Anand Subramoney, Neuromorphic Machine Learning

Dr Anand Subramoney is a Lecturer (Assistant Professor) in the Department of Computer Science at Royal Holloway, University of London. He is broadly interested in learning and intelligence, both algorithmic and biological.

Leo Nguyen, Training Spiking Neural Networks

Leo Nguyen is a PhD student at Royal Holloway, University of London.

TBA, TBA

TBA

Friday

Nicola Wen, Rituals in Childhood: Social Transmission and the Evolution of Group Dynamics

Studying the emergence of rituals in childhood provides insight into the complex dynamics of social group cognition. This talk will examine how children identify and acquire ritual to affiliate with social groups and preliminary work uncovering the relationship between ritual and cooperation in development.

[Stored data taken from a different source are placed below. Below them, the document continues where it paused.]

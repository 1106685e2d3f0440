//! Airfi controller simulator
//!
//! In-memory Modbus TCP server that behaves like the Airfi controller: FC03,
//! FC04 and FC06 only, at most 30 registers per read, one request at a time
//! per connection. Used by integration tests and for local runs without
//! hardware.

use std::collections::HashMap;
use std::net::SocketAddr;
use std::sync::atomic::{AtomicBool, AtomicUsize, Ordering};
use std::sync::Arc;
use std::time::Duration;

use tokio::io::{AsyncReadExt, AsyncWriteExt};
use tokio::net::{TcpListener, TcpStream};
use tokio::sync::{Mutex, RwLock};
use tokio::task::JoinHandle;
use tracing::{debug, error, info};

use crate::address::RegisterBank;
use crate::constants::{
    AIRFI_MAX_READ_REGISTERS, FC_READ_HOLDING_REGISTERS, FC_READ_INPUT_REGISTERS,
    FC_WRITE_SINGLE_REGISTER, MBAP_HEADER_LEN,
};
use crate::transport::{encode_tcp_frame, MbapHeader};

/// Illegal function
const EXCEPTION_ILLEGAL_FUNCTION: u8 = 0x01;
/// Illegal data value (quantity above the controller limit)
const EXCEPTION_ILLEGAL_DATA_VALUE: u8 = 0x03;

/// A request as seen by the simulator, with 1-based offsets
#[derive(Debug, Clone, Copy, PartialEq, Eq)]
pub enum SimulatorRequest {
    Read {
        bank: RegisterBank,
        start_offset: u16,
        count: u16,
    },
    Write {
        offset: u16,
        value: u16,
    },
    Unsupported {
        function_code: u8,
    },
}

#[derive(Debug, Default)]
struct SimulatorState {
    input_registers: RwLock<HashMap<u16, u16>>,
    holding_registers: RwLock<HashMap<u16, u16>>,
    requests: Mutex<Vec<SimulatorRequest>>,
    /// Function code -> exception code to answer with
    failing_functions: RwLock<HashMap<u8, u8>>,
    truncate_reads: AtomicBool,
    response_delay: RwLock<Option<Duration>>,
    connections: AtomicUsize,
}

/// Simulated Airfi controller
#[derive(Debug, Clone, Default)]
pub struct ModbusSimulator {
    state: Arc<SimulatorState>,
    accept_task: Arc<Mutex<Option<JoinHandle<()>>>>,
}

impl ModbusSimulator {
    pub fn new() -> Self {
        Self::default()
    }

    /// Seed the probe region: hardware, firmware and map version registers
    /// (e.g. `270` for map version 2.7.0)
    pub async fn init_device(&self, hardware: u16, firmware: u16, map_version: u16) {
        let mut input = self.state.input_registers.write().await;
        input.insert(1, hardware);
        input.insert(2, firmware);
        input.insert(3, map_version);
    }

    pub async fn set_input_register(&self, offset: u16, value: u16) {
        self.state.input_registers.write().await.insert(offset, value);
    }

    pub async fn set_holding_register(&self, offset: u16, value: u16) {
        self.state
            .holding_registers
            .write()
            .await
            .insert(offset, value);
    }

    /// Get holding register value (for testing)
    pub async fn get_holding_register(&self, offset: u16) -> Option<u16> {
        self.state.holding_registers.read().await.get(&offset).copied()
    }

    /// Answer every request with this function code with an exception
    pub async fn fail_function(&self, function_code: u8, exception_code: u8) {
        self.state
            .failing_functions
            .write()
            .await
            .insert(function_code, exception_code);
    }

    pub async fn clear_failures(&self) {
        self.state.failing_functions.write().await.clear();
    }

    /// Return one register fewer than requested on reads
    pub fn set_truncate_reads(&self, enabled: bool) {
        self.state.truncate_reads.store(enabled, Ordering::SeqCst);
    }

    /// Delay every response
    pub async fn set_response_delay(&self, delay: Option<Duration>) {
        *self.state.response_delay.write().await = delay;
    }

    /// Requests received so far, in arrival order
    pub async fn requests(&self) -> Vec<SimulatorRequest> {
        self.state.requests.lock().await.clone()
    }

    pub async fn clear_requests(&self) {
        self.state.requests.lock().await.clear();
    }

    /// Number of accepted TCP connections
    pub fn connection_count(&self) -> usize {
        self.state.connections.load(Ordering::SeqCst)
    }

    /// Start simulator server. Port 0 picks a free port.
    pub async fn start(&self, port: u16) -> std::io::Result<SocketAddr> {
        let listener = TcpListener::bind(("127.0.0.1", port)).await?;
        let local_addr = listener.local_addr()?;
        info!("Airfi simulator listening on {}", local_addr);

        let state = Arc::clone(&self.state);
        let handle = tokio::spawn(async move {
            loop {
                match listener.accept().await {
                    Ok((stream, addr)) => {
                        debug!("New connection from {}", addr);
                        state.connections.fetch_add(1, Ordering::SeqCst);
                        let state = Arc::clone(&state);
                        tokio::spawn(async move {
                            if let Err(e) = handle_connection(&state, stream).await {
                                debug!("Connection closed: {}", e);
                            }
                        });
                    },
                    Err(e) => {
                        error!("Accept error: {}", e);
                        break;
                    },
                }
            }
        });

        if let Some(previous) = self.accept_task.lock().await.replace(handle) {
            previous.abort();
        }
        Ok(local_addr)
    }

    /// Stop accepting connections
    pub async fn stop(&self) {
        if let Some(handle) = self.accept_task.lock().await.take() {
            handle.abort();
        }
    }
}

async fn handle_connection(state: &SimulatorState, mut stream: TcpStream) -> std::io::Result<()> {
    loop {
        let mut header = [0u8; MBAP_HEADER_LEN + 1];
        match stream.read_exact(&mut header).await {
            Ok(_) => {},
            Err(e) if e.kind() == std::io::ErrorKind::UnexpectedEof => return Ok(()),
            Err(e) => return Err(e),
        }

        let header = match MbapHeader::decode(&header) {
            Ok(header) => header,
            Err(e) => {
                debug!("Dropping connection: {}", e);
                return Ok(());
            },
        };

        let mut pdu = vec![0u8; header.pdu_len()];
        stream.read_exact(&mut pdu).await?;

        let response_pdu = handle_pdu(state, &pdu).await;

        if let Some(delay) = *state.response_delay.read().await {
            tokio::time::sleep(delay).await;
        }

        let response = encode_tcp_frame(header.transaction_id, header.unit_id, &response_pdu);
        stream.write_all(&response).await?;
    }
}

async fn handle_pdu(state: &SimulatorState, pdu: &[u8]) -> Vec<u8> {
    let Some(&function_code) = pdu.first() else {
        return exception(0, EXCEPTION_ILLEGAL_FUNCTION);
    };

    if pdu.len() != 5 {
        state
            .requests
            .lock()
            .await
            .push(SimulatorRequest::Unsupported { function_code });
        return exception(function_code, EXCEPTION_ILLEGAL_FUNCTION);
    }

    let address = u16::from_be_bytes([pdu[1], pdu[2]]);
    let word = u16::from_be_bytes([pdu[3], pdu[4]]);

    let request = match function_code {
        FC_READ_HOLDING_REGISTERS => SimulatorRequest::Read {
            bank: RegisterBank::Holding,
            start_offset: address,
            count: word,
        },
        FC_READ_INPUT_REGISTERS => SimulatorRequest::Read {
            bank: RegisterBank::Input,
            start_offset: address,
            count: word,
        },
        FC_WRITE_SINGLE_REGISTER => SimulatorRequest::Write {
            offset: address,
            value: word,
        },
        _ => SimulatorRequest::Unsupported { function_code },
    };
    state.requests.lock().await.push(request);

    if let Some(&code) = state.failing_functions.read().await.get(&function_code) {
        return exception(function_code, code);
    }

    match request {
        SimulatorRequest::Read {
            bank,
            start_offset,
            count,
        } => {
            if count == 0 || count > AIRFI_MAX_READ_REGISTERS {
                return exception(function_code, EXCEPTION_ILLEGAL_DATA_VALUE);
            }
            let registers = match bank {
                RegisterBank::Input => state.input_registers.read().await,
                RegisterBank::Holding => state.holding_registers.read().await,
            };
            let returned = if state.truncate_reads.load(Ordering::SeqCst) {
                count - 1
            } else {
                count
            };

            let mut response = Vec::with_capacity(2 + returned as usize * 2);
            response.push(function_code);
            response.push((returned * 2) as u8);
            for i in 0..returned {
                let value = registers
                    .get(&start_offset.saturating_add(i))
                    .copied()
                    .unwrap_or(0);
                response.extend_from_slice(&value.to_be_bytes());
            }
            response
        },
        SimulatorRequest::Write { offset, value } => {
            state.holding_registers.write().await.insert(offset, value);
            // Echo back the request
            pdu.to_vec()
        },
        SimulatorRequest::Unsupported { function_code } => {
            exception(function_code, EXCEPTION_ILLEGAL_FUNCTION)
        },
    }
}

fn exception(function_code: u8, code: u8) -> Vec<u8> {
    vec![function_code | 0x80, code]
}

Insights within and across populations are drawn from diverse methodologies, including behavioral experiments, multivocal ethnography, and group paradigms. The results illuminate a deep-rooted proclivity towards in-group preference, suggesting rituals as pivotal mechanisms fostering group cohesion. I posit that humans are psychologically prepared to engage in ritual, serving as a means for in-group affiliation and inclusion.

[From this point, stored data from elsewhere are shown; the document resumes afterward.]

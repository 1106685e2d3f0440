//! Scripted transport used by unit tests

use std::sync::atomic::{AtomicBool, Ordering};
use std::time::Duration;

use airfi_modbus::{ModbusLinkError, RegisterBank, RegisterTransport, SessionState};
use async_trait::async_trait;
use parking_lot::Mutex;

#[derive(Debug, Clone, PartialEq, Eq)]
pub enum Call {
    Open,
    Close,
    Read(RegisterBank, u16, u16),
    Write(u16, u16),
}

/// In-memory controller that records every call
#[derive(Debug, Default)]
pub struct ScriptedTransport {
    input: Mutex<Vec<u16>>,
    holding: Mutex<Vec<u16>>,
    calls: Mutex<Vec<Call>>,
    open: AtomicBool,
    fail_open: AtomicBool,
    fail_reads: AtomicBool,
    failing_writes: Mutex<Vec<u16>>,
    read_delay: Mutex<Duration>,
}

impl ScriptedTransport {
    /// Controller with the given firmware/map registers and bank sizes
    pub fn with_device(firmware: u16, map_version: u16, input_len: usize, holding_len: usize) -> Self {
        let mut input = vec![0u16; input_len.max(3)];
        input[0] = 10;
        input[1] = firmware;
        input[2] = map_version;
        let transport = Self::default();
        *transport.input.lock() = input;
        *transport.holding.lock() = vec![0u16; holding_len];
        transport
    }

    pub fn set_input(&self, offset: u16, value: u16) {
        self.input.lock()[offset as usize - 1] = value;
    }

    pub fn set_holding(&self, offset: u16, value: u16) {
        self.holding.lock()[offset as usize - 1] = value;
    }

    pub fn holding(&self, offset: u16) -> u16 {
        self.holding.lock()[offset as usize - 1]
    }

    pub fn truncate_input(&self, len: usize) {
        self.input.lock().truncate(len);
    }

    pub fn fail_open(&self, fail: bool) {
        self.fail_open.store(fail, Ordering::SeqCst);
    }

    pub fn fail_reads(&self, fail: bool) {
        self.fail_reads.store(fail, Ordering::SeqCst);
    }

    pub fn fail_write_to(&self, offset: u16) {
        self.failing_writes.lock().push(offset);
    }

    pub fn set_read_delay(&self, delay: Duration) {
        *self.read_delay.lock() = delay;
    }

    pub fn calls(&self) -> Vec<Call> {
        self.calls.lock().clone()
    }

    pub fn clear_calls(&self) {
        self.calls.lock().clear();
    }

    pub fn count(&self, predicate: impl Fn(&Call) -> bool) -> usize {
        self.calls.lock().iter().filter(|call| predicate(call)).count()
    }

    pub fn is_open(&self) -> bool {
        self.open.load(Ordering::SeqCst)
    }
}

#[async_trait]
impl RegisterTransport for ScriptedTransport {
    async fn open(&self) -> airfi_modbus::Result<()> {
        self.calls.lock().push(Call::Open);
        if self.fail_open.load(Ordering::SeqCst) {
            return Err(ModbusLinkError::connection("connection refused"));
        }
        self.open.store(true, Ordering::SeqCst);
        Ok(())
    }

    async fn close(&self) {
        self.calls.lock().push(Call::Close);
        self.open.store(false, Ordering::SeqCst);
    }

    async fn read_block(
        &self,
        bank: RegisterBank,
        start_offset: u16,
        length: u16,
    ) -> airfi_modbus::Result<Vec<u16>> {
        self.calls.lock().push(Call::Read(bank, start_offset, length));
        if !self.is_open() {
            return Err(ModbusLinkError::NotConnected);
        }

        let delay = *self.read_delay.lock();
        if !delay.is_zero() {
            tokio::time::sleep(delay).await;
        }
        if self.fail_reads.load(Ordering::SeqCst) {
            return Err(ModbusLinkError::timeout("read timed out"));
        }

        let values = match bank {
            RegisterBank::Input => self.input.lock().clone(),
            RegisterBank::Holding => self.holding.lock().clone(),
        };
        let start = start_offset as usize - 1;
        let end = (start + length as usize).min(values.len());
        let block: Vec<u16> = values.get(start..end).map(<[u16]>::to_vec).unwrap_or_default();
        if block.len() != length as usize {
            return Err(ModbusLinkError::ShortRead {
                expected: length as usize,
                actual: block.len(),
            });
        }
        Ok(block)
    }

    async fn write_single(&self, offset: u16, value: u16) -> airfi_modbus::Result<()> {
        self.calls.lock().push(Call::Write(offset, value));
        if !self.is_open() {
            return Err(ModbusLinkError::NotConnected);
        }
        if self.failing_writes.lock().contains(&offset) {
            return Err(ModbusLinkError::Exception {
                function: 6,
                code: 2,
            });
        }
        self.holding.lock()[offset as usize - 1] = value;
        Ok(())
    }

    async fn state(&self) -> SessionState {
        if self.is_open() {
            SessionState::Open
        } else {
            SessionState::Closed
        }
    }
}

Monica Tamariz, An evolutionary theory of culture

TBA

Roman Miletitch, Modeling language evolution with swarm robotics

Swarm robotics, the study of collective behavior in groups of robots, offers a physically grounded way to model how language and communication can emerge from decentralized interactions. The workshop begins with a lecture introducing swarm dynamics, language emergence, and the ARGoS simulator.

This is followed by a live coding demo in which we build a simple swarm behavior together, guided by participants’ ideas. In the hands-on session, participants will work with a prepared simulation environment, documentation, and starter code to design their own robotic behaviors and experimental setups for exploring language evolution.

EDI in Research

Panel

Nura Sidarus, Chair

Nura Sidarus is a Lecturer, leading the Computations in Agency and Metacognition Lab and chairing the EDI Psychology team at Royal Holloway, University of London. She is also an affiliated member of the Neuroscience of Mental Health group at the Institute of Cognitive Mental Health at University College London.